Liebe Leser,
während ich diese Zeilen schreibe, kämpft sich das Boot durch einen
aufgewühlten Nordatlantik. Gestern Nacht hat der Wind zunächst auf
Nordost gedreht und uns stundenlang in der Flaute dümpeln lassen, bevor
er dann heute Morgen gegen 8 auf Ost drehte und bis auf fünf Windstärken
zunahm. Jetzt bolzen wir mit nur ein paar Knoten Fahrt über Grund
gegenan, denn aus unerfindlichen Gründen scheint auch noch ein Strom von
vorne zu herrschen. Das Etmal fiel daher erschreckend klein aus: 41,4
Meilen.
Dafür gibt es auch gute Neuigkeiten: Den Kocher konnten wir gestern noch
reparieren – seitdem gibt es wieder warme Mahlzeiten. Wir konnten das
Kupferrohr neu am Kocher befestigen und es ist 100 Prozent dicht.
Allerdings haben wir dafür die Kardanik außer Betrieb gesetzt und der
Kocher kann jetzt nicht mehr in den Wellen die Bootsbewegungen
ausgleichen. Das macht das Kochen ein wenig tricky. Der Kocher geht –
Aber dafür streikt seit heute Morgen das Bordklo. Werden die nächsten
Wochen zum Eimer greifen müssen. Langsam staune ich immer mehr, wieviel
an diesem doch so hervorragend instandgehaltenen Boot dennoch nach und
nach ausfällt.
Die Zeit wird mir langsam lang. Das habe ich damals mit Maverick nicht
so erlebt. Ich hab die Zeit allein auf dem Atlantik genossen, mich ab
und an mal zuhause gemeldet und alles war fein. Diesmal ist alles ein
wenig anders. Ich merke, dass ich eigentlich vielleicht doch ein
typischer, verschrobener Einhandsegler bin 😉 Denn dieser Törn kommt
mir nicht, wie damals die Reise, als Abenteuer meines Lebens vor,
sondern eher wie eine lange, laaaaange Überführungsfahrt.

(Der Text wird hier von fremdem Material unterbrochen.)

// SPDX-License-Identifier: MIT OR Apache-2.0

use std::fmt;

use serde::{Deserialize, Serialize};
use thiserror::Error;

/// Maximum length of a transport identifier in UTF-8 bytes.
pub const MAX_TRANSPORT_ID_LENGTH: usize = 100;

/// Name of a transport plugin, for example "tor" or "bluetooth".
#[derive(Clone, PartialEq, Eq, Hash, PartialOrd, Ord, Serialize)]
pub struct TransportId(String);

impl TransportId {
    pub fn new(value: impl Into<String>) -> Result<Self, TransportIdError> {
        let value = value.into();
        if value.is_empty() {
            return Err(TransportIdError::Empty);
        }
        if value.len() > MAX_TRANSPORT_ID_LENGTH {
            return Err(TransportIdError::TooLong(value.len()));
        }
        Ok(Self(value))
    }

    pub fn as_str(&self) -> &str {
        &self.0
    }
}

impl std::str::FromStr for TransportId {
    type Err = TransportIdError;

    fn from_str(value: &str) -> Result<Self, Self::Err> {
        Self::new(value)
    }
}

impl fmt::Display for TransportId {
    fn fmt(&self, f: &mut fmt::Formatter<'_>) -> fmt::Result {
        f.write_str(&self.0)
    }
}

impl fmt::Debug for TransportId {
    fn fmt(&self, f: &mut fmt::Formatter<'_>) -> fmt::Result {
        f.debug_tuple("TransportId").field(&self.0).finish()
    }
}

impl<'de> Deserialize<'de> for TransportId {
    fn deserialize<D>(deserializer: D) -> Result<Self, D::Error>
    where
        D: serde::Deserializer<'de>,
    {
        let value = String::deserialize(deserializer)?;
        Self::new(value).map_err(serde::de::Error::custom)
    }
}

#[derive(Debug, Error)]
pub enum TransportIdError {
    #[error("transport id can not be empty")]
    Empty,

    #[error("transport id is {0} bytes long, maximum is {MAX_TRANSPORT_ID_LENGTH}")]
    TooLong(usize),
}

/// Handle of a set of transport keys held by the key lifecycle manager.
#[derive(Clone, Copy, Debug, PartialEq, Eq, Hash, PartialOrd, Ord, Serialize, Deserialize)]
pub struct KeySetId(u64);

impl KeySetId {
    pub const fn new(value: u64) -> Self {
        Self(value)
    }

    pub fn as_u64(&self) -> u64 {
        self.0
    }
}

impl fmt::Display for KeySetId {
    fn fmt(&self, f: &mut fmt::Formatter<'_>) -> fmt::Result {
        write!(f, "{}", self.0)
    }
}

#[cfg(test)]
mod tests {
    use super::{MAX_TRANSPORT_ID_LENGTH, TransportId, TransportIdError};

    #[test]
    fn length_bounds() {
        assert!(matches!(TransportId::new(""), Err(TransportIdError::Empty)));
        assert!(TransportId::new("x".repeat(MAX_TRANSPORT_ID_LENGTH)).is_ok());
        assert!(matches!(
            TransportId::new("x".repeat(MAX_TRANSPORT_ID_LENGTH + 1)),
            Err(TransportIdError::TooLong(101))
        ));

        // Bounds are measured in bytes, not characters.
        assert!(TransportId::new("ä".repeat(50)).is_ok());
        assert!(TransportId::new("ä".repeat(51)).is_err());
    }
}
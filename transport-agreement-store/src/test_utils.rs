// SPDX-License-Identifier: MIT OR Apache-2.0

/// Macro to run the same test logic against all store backend implementations.
///
/// This macro takes a closure that will be executed against each store type, each time inside of
/// a freshly started transaction which gets committed afterwards:
/// - In-memory store (`MemoryStore`)
/// - SQLite store (`SqliteStore`)
///
/// ## Example
///
/// ```rust
/// # use transport_agreement_core::{AuthorId, Contact, ContactId};
/// # use transport_agreement_store::{ContactStore, Transaction, assert_all_stores};
/// # async fn run() {
/// assert_all_stores!(|store| async {
///     let contact = Contact::new(ContactId::new(1), AuthorId::from_bytes([1; 32]));
///     store.insert_contact(&contact).await.unwrap();
///     assert_eq!(store.contacts().await.unwrap().len(), 1);
/// });
/// # }
/// ```
#[macro_export]
macro_rules! assert_all_stores {
    (|$store:ident| $test_body:expr) => {
        // Test with MemoryStore.
        {
            let memory_store = $crate::memory::MemoryStore::default();
            let permit = memory_store.begin().await.unwrap();
            let $store = memory_store.clone();
            $test_body.await;
            memory_store.commit(permit).await.unwrap();
        }

        // Test with SqliteStore.
        {
            let sqlite_store = $crate::sqlite::SqliteStoreBuilder::new()
                .random_memory_url()
                // We're running in a single test thread and can't have more parallel connections.
                .max_connections(1)
                .build()
                .await
                .unwrap();
            let permit = sqlite_store.begin().await.unwrap();
            let $store = sqlite_store.clone();
            $test_body.await;
            sqlite_store.commit(permit).await.unwrap();
        }
    };
}
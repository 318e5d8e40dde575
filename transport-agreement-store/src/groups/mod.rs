// SPDX-License-Identifier: MIT OR Apache-2.0

#[cfg(feature = "memory")]
mod memory;
#[cfg(feature = "sqlite")]
mod sqlite;
mod traits;

pub use traits::GroupStore;
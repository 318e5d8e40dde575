// SPDX-License-Identifier: MIT OR Apache-2.0

//! HMAC-based key derivation function (HKDF) with SHA256.
//!
//! <https://www.rfc-editor.org/rfc/rfc5869>
use hkdf::Hkdf;
use sha2::Sha256;
use thiserror::Error;

pub(crate) fn hkdf<const N: usize>(
    salt: &[u8],
    ikm: &[u8],
    info: &[u8],
) -> Result<[u8; N], HkdfError> {
    let salt = if salt.is_empty() { None } else { Some(salt) };
    let hk = Hkdf::<Sha256>::new(salt, ikm);
    let mut okm = [0u8; N];
    hk.expand(info, &mut okm)
        .map_err(|_| HkdfError::InvalidArguments)?;
    Ok(okm)
}

#[derive(Debug, Error)]
pub enum HkdfError {
    #[error("arguments too large for hkdf")]
    InvalidArguments,
}

#[cfg(test)]
mod tests {
    use super::hkdf;

    #[test]
    fn info_binds_output() {
        let result_1: [u8; 32] = hkdf(b"", b"ikm", b"label").unwrap();
        let result_2: [u8; 32] = hkdf(b"", b"ikm", b"label").unwrap();
        let result_3: [u8; 32] = hkdf(b"", b"ikm", b"other label").unwrap();
        assert_eq!(result_1, result_2);
        assert_ne!(result_2, result_3);
    }

    #[test]
    fn output_too_long() {
        // SHA256 limits HKDF output to 255 * 32 bytes.
        assert!(hkdf::<{ 255 * 32 + 1 }>(b"", b"ikm", b"label").is_err());
    }
}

Derzeit gibt es viele Dinge, an die ich Zuhause denken muss. So viele
wichtige Ereignisse, die in diesen Wochen passieren, wo ich gern dabei
wäre. Am meisten mache ich mir immer noch Sorgen um meine Freundin Cati,
die heute aus dem Krankenhaus entlassen wird. Es ist einfach nicht zu
entschuldigen, dass ich mich gerade in dieser Zeit hier draußen auf dem
Meer rumtreibe … In einer Woche feiert meine Mutter einen runden
Geburtstag. Noch ein wichtiges Event, das ich verpasse. Bald darauf
feiern meine beiden besten Freunde ihre Hochzeit und der viele
Zeitverlust und jetzt Gegenwind lässt es immer schlechter aussehen, dass
ich dann dabei sein werde. So ein Mist. Das wäre mir wirklich, wirklich
wichtig. Im Moment gibt es eigentlich nichts, das ich lieber möchte, als
in Lissabon an Land zu gehen. Die rauen Tage hier auf dem Nordatlantik,
der Gegenwind, das langsame Vorankommen, der fehlende Schlaf – und die
vielen, vielen Dinge, die ich gerne zuhause miterleben würde, nehmen
irgendwie gerade den Spaß am Segeln. An solchen Tage fragt man sich: Was
mache ich hier eigentlich?
Aber mal sehen, vielleicht wird das ja wieder besser …
Viele Grüße von hier draußen – vor allem nach Hause!